ACTIVITY:
A single figure is required: the number of lines in the listing below containing the word "entry".

[[ MATERIAL FOR THIS EXERCISE open ]]

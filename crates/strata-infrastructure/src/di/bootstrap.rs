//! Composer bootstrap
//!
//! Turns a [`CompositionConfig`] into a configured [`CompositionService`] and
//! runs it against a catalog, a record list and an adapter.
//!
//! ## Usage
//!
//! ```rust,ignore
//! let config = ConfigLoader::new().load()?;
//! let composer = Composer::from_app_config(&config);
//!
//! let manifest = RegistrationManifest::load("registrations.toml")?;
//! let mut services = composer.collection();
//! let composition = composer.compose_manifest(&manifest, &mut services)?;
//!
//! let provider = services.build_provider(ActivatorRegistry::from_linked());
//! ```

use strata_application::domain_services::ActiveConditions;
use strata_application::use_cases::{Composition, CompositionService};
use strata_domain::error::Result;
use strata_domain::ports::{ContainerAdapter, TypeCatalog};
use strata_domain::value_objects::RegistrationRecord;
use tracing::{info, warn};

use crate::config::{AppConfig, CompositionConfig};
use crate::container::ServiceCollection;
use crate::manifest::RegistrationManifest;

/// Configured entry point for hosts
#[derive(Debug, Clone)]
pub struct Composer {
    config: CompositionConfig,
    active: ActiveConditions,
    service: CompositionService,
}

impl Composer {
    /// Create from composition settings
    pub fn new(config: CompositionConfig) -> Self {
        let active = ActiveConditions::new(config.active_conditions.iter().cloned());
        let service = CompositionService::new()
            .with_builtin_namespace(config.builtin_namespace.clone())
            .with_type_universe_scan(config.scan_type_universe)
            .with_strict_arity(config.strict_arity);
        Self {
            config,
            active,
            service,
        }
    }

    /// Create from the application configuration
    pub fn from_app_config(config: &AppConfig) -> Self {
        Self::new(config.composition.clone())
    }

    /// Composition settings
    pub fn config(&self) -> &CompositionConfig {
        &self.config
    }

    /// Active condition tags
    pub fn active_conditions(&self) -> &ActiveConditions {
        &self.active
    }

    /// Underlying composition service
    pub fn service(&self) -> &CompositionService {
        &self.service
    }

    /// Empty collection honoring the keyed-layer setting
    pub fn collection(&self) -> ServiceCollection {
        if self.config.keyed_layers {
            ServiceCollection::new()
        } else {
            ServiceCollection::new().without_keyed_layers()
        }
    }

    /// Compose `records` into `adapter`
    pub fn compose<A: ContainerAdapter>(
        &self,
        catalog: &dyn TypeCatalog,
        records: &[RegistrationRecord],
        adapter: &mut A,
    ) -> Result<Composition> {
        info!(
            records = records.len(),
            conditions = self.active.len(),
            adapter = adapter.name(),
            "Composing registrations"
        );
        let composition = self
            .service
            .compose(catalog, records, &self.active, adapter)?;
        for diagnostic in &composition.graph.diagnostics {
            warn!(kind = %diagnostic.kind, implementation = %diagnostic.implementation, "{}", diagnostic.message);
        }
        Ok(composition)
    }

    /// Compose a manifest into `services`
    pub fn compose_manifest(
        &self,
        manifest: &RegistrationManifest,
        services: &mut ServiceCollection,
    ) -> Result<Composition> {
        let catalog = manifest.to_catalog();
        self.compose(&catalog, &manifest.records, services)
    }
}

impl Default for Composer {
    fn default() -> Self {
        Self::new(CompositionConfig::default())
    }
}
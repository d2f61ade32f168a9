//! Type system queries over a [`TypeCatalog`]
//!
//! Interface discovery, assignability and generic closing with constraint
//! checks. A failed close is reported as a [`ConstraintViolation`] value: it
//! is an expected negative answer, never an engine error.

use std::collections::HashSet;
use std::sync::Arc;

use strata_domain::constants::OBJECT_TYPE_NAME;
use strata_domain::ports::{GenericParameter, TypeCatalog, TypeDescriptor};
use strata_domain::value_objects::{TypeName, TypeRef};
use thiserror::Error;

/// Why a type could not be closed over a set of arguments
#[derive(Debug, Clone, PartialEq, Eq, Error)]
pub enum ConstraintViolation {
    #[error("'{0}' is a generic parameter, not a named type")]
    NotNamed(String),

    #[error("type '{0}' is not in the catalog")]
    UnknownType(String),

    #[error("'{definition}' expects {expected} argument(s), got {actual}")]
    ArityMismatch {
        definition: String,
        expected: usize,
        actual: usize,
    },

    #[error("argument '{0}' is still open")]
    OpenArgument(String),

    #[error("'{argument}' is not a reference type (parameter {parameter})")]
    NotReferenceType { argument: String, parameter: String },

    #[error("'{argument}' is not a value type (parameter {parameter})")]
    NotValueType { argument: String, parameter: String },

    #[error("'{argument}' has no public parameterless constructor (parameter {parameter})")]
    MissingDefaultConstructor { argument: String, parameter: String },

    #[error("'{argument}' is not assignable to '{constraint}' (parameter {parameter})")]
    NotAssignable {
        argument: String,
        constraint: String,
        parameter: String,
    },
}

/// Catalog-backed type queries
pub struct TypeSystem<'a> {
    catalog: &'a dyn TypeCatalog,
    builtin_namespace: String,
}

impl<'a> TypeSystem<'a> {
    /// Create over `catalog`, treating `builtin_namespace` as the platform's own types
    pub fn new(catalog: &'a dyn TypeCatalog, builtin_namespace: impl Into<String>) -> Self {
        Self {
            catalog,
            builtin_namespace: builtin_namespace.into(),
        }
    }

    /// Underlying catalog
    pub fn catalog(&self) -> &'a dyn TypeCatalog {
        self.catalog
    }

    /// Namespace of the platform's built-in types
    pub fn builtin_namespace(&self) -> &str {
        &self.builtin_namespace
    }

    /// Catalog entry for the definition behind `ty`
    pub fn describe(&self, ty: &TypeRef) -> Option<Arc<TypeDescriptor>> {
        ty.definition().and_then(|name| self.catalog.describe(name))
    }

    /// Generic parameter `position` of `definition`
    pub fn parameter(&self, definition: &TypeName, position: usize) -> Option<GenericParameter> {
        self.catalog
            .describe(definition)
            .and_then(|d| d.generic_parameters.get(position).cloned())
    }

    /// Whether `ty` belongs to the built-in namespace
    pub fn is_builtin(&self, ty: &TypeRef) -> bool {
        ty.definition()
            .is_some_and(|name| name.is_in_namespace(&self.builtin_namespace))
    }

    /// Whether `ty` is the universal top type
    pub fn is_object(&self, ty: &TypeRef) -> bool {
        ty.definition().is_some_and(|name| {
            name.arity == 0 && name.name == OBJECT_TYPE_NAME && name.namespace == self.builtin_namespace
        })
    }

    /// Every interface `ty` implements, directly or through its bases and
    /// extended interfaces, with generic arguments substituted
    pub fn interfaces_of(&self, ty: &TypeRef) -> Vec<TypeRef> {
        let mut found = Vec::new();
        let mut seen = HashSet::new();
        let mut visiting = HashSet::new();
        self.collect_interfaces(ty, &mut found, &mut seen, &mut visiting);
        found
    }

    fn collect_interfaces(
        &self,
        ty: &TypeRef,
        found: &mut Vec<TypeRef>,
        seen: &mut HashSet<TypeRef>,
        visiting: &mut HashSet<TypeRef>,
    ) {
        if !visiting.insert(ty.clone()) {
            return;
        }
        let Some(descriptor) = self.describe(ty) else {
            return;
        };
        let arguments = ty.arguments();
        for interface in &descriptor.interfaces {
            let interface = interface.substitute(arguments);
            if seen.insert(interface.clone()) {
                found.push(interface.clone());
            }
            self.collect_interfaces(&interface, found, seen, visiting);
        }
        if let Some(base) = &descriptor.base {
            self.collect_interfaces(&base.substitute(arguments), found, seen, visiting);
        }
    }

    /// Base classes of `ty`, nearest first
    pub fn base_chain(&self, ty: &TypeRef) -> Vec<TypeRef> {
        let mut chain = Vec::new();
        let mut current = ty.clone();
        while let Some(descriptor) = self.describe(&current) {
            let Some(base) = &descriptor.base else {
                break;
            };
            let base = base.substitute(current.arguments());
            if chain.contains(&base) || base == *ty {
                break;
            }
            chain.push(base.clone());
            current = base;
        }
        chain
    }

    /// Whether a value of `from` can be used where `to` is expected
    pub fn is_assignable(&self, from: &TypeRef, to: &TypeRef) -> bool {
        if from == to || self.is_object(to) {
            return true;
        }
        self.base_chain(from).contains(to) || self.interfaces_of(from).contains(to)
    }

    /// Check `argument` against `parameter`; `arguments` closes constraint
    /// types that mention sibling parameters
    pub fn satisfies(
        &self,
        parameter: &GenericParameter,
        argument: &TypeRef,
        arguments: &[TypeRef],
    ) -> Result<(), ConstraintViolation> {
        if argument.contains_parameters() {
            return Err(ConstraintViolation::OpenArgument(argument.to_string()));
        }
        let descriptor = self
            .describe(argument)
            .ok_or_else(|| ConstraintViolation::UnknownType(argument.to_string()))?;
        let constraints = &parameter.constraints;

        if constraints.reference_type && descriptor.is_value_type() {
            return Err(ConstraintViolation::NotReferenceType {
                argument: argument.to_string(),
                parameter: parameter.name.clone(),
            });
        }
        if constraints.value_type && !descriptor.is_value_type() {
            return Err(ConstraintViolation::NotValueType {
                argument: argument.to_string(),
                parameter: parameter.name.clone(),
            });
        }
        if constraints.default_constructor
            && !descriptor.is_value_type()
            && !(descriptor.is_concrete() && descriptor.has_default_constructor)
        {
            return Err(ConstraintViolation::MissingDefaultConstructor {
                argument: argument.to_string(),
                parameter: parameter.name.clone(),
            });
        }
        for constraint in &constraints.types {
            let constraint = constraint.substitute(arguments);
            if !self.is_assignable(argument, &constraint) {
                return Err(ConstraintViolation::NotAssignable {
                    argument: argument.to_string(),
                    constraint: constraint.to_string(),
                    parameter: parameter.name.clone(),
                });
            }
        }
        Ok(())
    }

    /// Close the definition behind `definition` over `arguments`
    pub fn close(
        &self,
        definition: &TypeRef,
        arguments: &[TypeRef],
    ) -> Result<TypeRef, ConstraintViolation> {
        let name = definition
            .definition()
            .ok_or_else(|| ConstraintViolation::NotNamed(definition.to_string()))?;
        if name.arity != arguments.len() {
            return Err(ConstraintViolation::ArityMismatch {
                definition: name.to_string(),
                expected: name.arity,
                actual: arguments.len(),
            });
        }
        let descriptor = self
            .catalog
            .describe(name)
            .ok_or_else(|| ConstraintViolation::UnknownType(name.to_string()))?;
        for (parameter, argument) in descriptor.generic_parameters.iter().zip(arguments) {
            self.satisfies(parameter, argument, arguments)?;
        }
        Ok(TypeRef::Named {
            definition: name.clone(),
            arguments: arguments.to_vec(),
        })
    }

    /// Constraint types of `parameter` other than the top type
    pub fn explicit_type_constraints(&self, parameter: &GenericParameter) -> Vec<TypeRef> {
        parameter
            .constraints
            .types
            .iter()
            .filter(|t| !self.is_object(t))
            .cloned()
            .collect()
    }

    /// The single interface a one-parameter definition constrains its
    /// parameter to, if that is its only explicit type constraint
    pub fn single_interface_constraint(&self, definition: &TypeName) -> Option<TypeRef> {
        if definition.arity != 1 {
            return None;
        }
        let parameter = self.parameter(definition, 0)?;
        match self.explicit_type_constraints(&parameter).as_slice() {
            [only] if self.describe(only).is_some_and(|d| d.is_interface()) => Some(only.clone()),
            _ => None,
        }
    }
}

[[ MATERIAL FOR THIS EXERCISE closed ]]

TASK RESULT:
2